- **Work item**: Report the number of lines in the data where the word "Builder" appears, and add no other text.
*** Study material
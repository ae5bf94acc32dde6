use std::io::Write;
use std::sync::Mutex;
use std::time::Duration;

use tempfile::Builder;

use vision_node::config::VisionConfig;
use vision_node::detect::EngineMode;
use vision_node::display::DisplayMode;
use vision_node::frame::Resolution;

static ENV_LOCK: Mutex<()> = Mutex::new(());

fn clear_env() {
    for key in [
        "VISION_CONFIG",
        "VISION_HTTP_ADDR",
        "VISION_CAMERA_URL",
        "VISION_ENGINE",
        "VISION_MODEL_PATH",
        "VISION_LABELS",
        "VISION_OFFLINE",
        "VISION_JOIN_ATTEMPTS",
    ] {
        std::env::remove_var(key);
    }
}

fn config_file(suffix: &str, contents: &str) -> tempfile::NamedTempFile {
    let mut file = Builder::new()
        .suffix(suffix)
        .tempfile()
        .expect("temp config");
    file.write_all(contents.as_bytes()).expect("write config");
    file
}

#[test]
fn defaults_without_file_or_env() {
    let _guard = ENV_LOCK.lock().unwrap();
    clear_env();

    let cfg = VisionConfig::load().expect("load config");
    assert_eq!(cfg.http.addr, "0.0.0.0:8080");
    assert_eq!(cfg.http.max_requests_per_turn, 4);
    assert_eq!(cfg.http.stream_write_timeout, Duration::from_millis(5000));
    assert_eq!(cfg.camera.url, "stub://camera");
    assert_eq!(cfg.camera.resolution, Resolution::new(320, 240));
    assert_eq!(cfg.engine.name, "stub");
    assert_eq!(cfg.engine.mode, EngineMode::Classification);
    assert_eq!(cfg.engine.labels, vec!["background", "plug", "switch"]);
    assert_eq!(cfg.engine.min_confidence, 0.0);
    assert_eq!(cfg.scheduler.yield_interval, Duration::from_millis(10));
    assert_eq!(cfg.network.join_attempts, 20);
    assert!(!cfg.network.offline);
    assert_eq!(cfg.display, DisplayMode::Auto);
}

#[test]
fn loads_json_file_and_env_overrides() {
    let _guard = ENV_LOCK.lock().unwrap();
    clear_env();

    let file = config_file(
        ".json",
        r#"{
            "http": { "addr": "127.0.0.1:9000", "max_requests_per_turn": 2 },
            "camera": { "url": "/var/lib/frames", "width": 640, "height": 480 },
            "engine": {
                "mode": "object_detection",
                "input_width": 128,
                "input_height": 96,
                "min_confidence": 0.25
            },
            "network": { "join_attempts": 5, "join_interval_ms": 200 },
            "display": { "mode": "plain" }
        }"#,
    );
    std::env::set_var("VISION_CONFIG", file.path());
    std::env::set_var("VISION_CAMERA_URL", "stub://bench");
    std::env::set_var("VISION_LABELS", "bg, cup ,mug");
    std::env::set_var("VISION_OFFLINE", "true");

    let cfg = VisionConfig::load().expect("load config");
    assert_eq!(cfg.http.addr, "127.0.0.1:9000");
    assert_eq!(cfg.http.max_requests_per_turn, 2);
    assert_eq!(cfg.camera.url, "stub://bench");
    assert_eq!(cfg.camera.resolution, Resolution::new(640, 480));
    assert_eq!(cfg.engine.mode, EngineMode::ObjectDetection);
    assert_eq!(cfg.engine.input, Resolution::new(128, 96));
    assert_eq!(cfg.engine.labels, vec!["bg", "cup", "mug"]);
    assert_eq!(cfg.engine.min_confidence, 0.25);
    assert_eq!(cfg.network.join_attempts, 5);
    assert_eq!(cfg.join_policy().interval, Duration::from_millis(200));
    assert!(cfg.network.offline);
    assert_eq!(cfg.display, DisplayMode::Plain);

    let api = cfg.api_config();
    assert_eq!(api.addr, "127.0.0.1:9000");
    assert_eq!(api.max_requests_per_turn, 2);

    clear_env();
}

#[test]
fn loads_toml_file() {
    let _guard = ENV_LOCK.lock().unwrap();
    clear_env();

    let file = config_file(
        ".toml",
        r#"
[engine]
name = "STUB"
labels = ["none", "plug"]
background_labels = ["none"]

[scheduler]
yield_ms = 25
"#,
    );

    let cfg = VisionConfig::load_from(Some(file.path())).expect("load config");
    assert_eq!(cfg.engine.name, "stub");
    assert_eq!(cfg.engine.labels, vec!["none", "plug"]);
    assert_eq!(cfg.aggregator_config().background_labels, vec!["none"]);
    assert_eq!(cfg.scheduler.yield_interval, Duration::from_millis(25));
}

#[test]
fn rejects_invalid_values() {
    let _guard = ENV_LOCK.lock().unwrap();
    clear_env();

    for body in [
        r#"{ "camera": { "width": 0 } }"#,
        r#"{ "engine": { "input_height": 0 } }"#,
        r#"{ "engine": { "labels": [] } }"#,
        r#"{ "engine": { "min_confidence": 1.5 } }"#,
        r#"{ "engine": { "mode": "segmentation" } }"#,
        r#"{ "network": { "join_attempts": 0 } }"#,
        r#"{ "http": { "max_requests_per_turn": 0 } }"#,
    ] {
        let file = config_file(".json", body);
        assert!(
            VisionConfig::load_from(Some(file.path())).is_err(),
            "accepted {}",
            body
        );
    }

    std::env::set_var("VISION_JOIN_ATTEMPTS", "many");
    assert!(VisionConfig::load().is_err());
    clear_env();
}

#[test]
fn missing_or_malformed_file_is_an_error() {
    let _guard = ENV_LOCK.lock().unwrap();
    clear_env();

    assert!(VisionConfig::load_from(Some(std::path::Path::new("/nonexistent/vision.json"))).is_err());
    let file = config_file(".json", "{ not json");
    assert!(VisionConfig::load_from(Some(file.path())).is_err());
}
******
- **Reply**: 2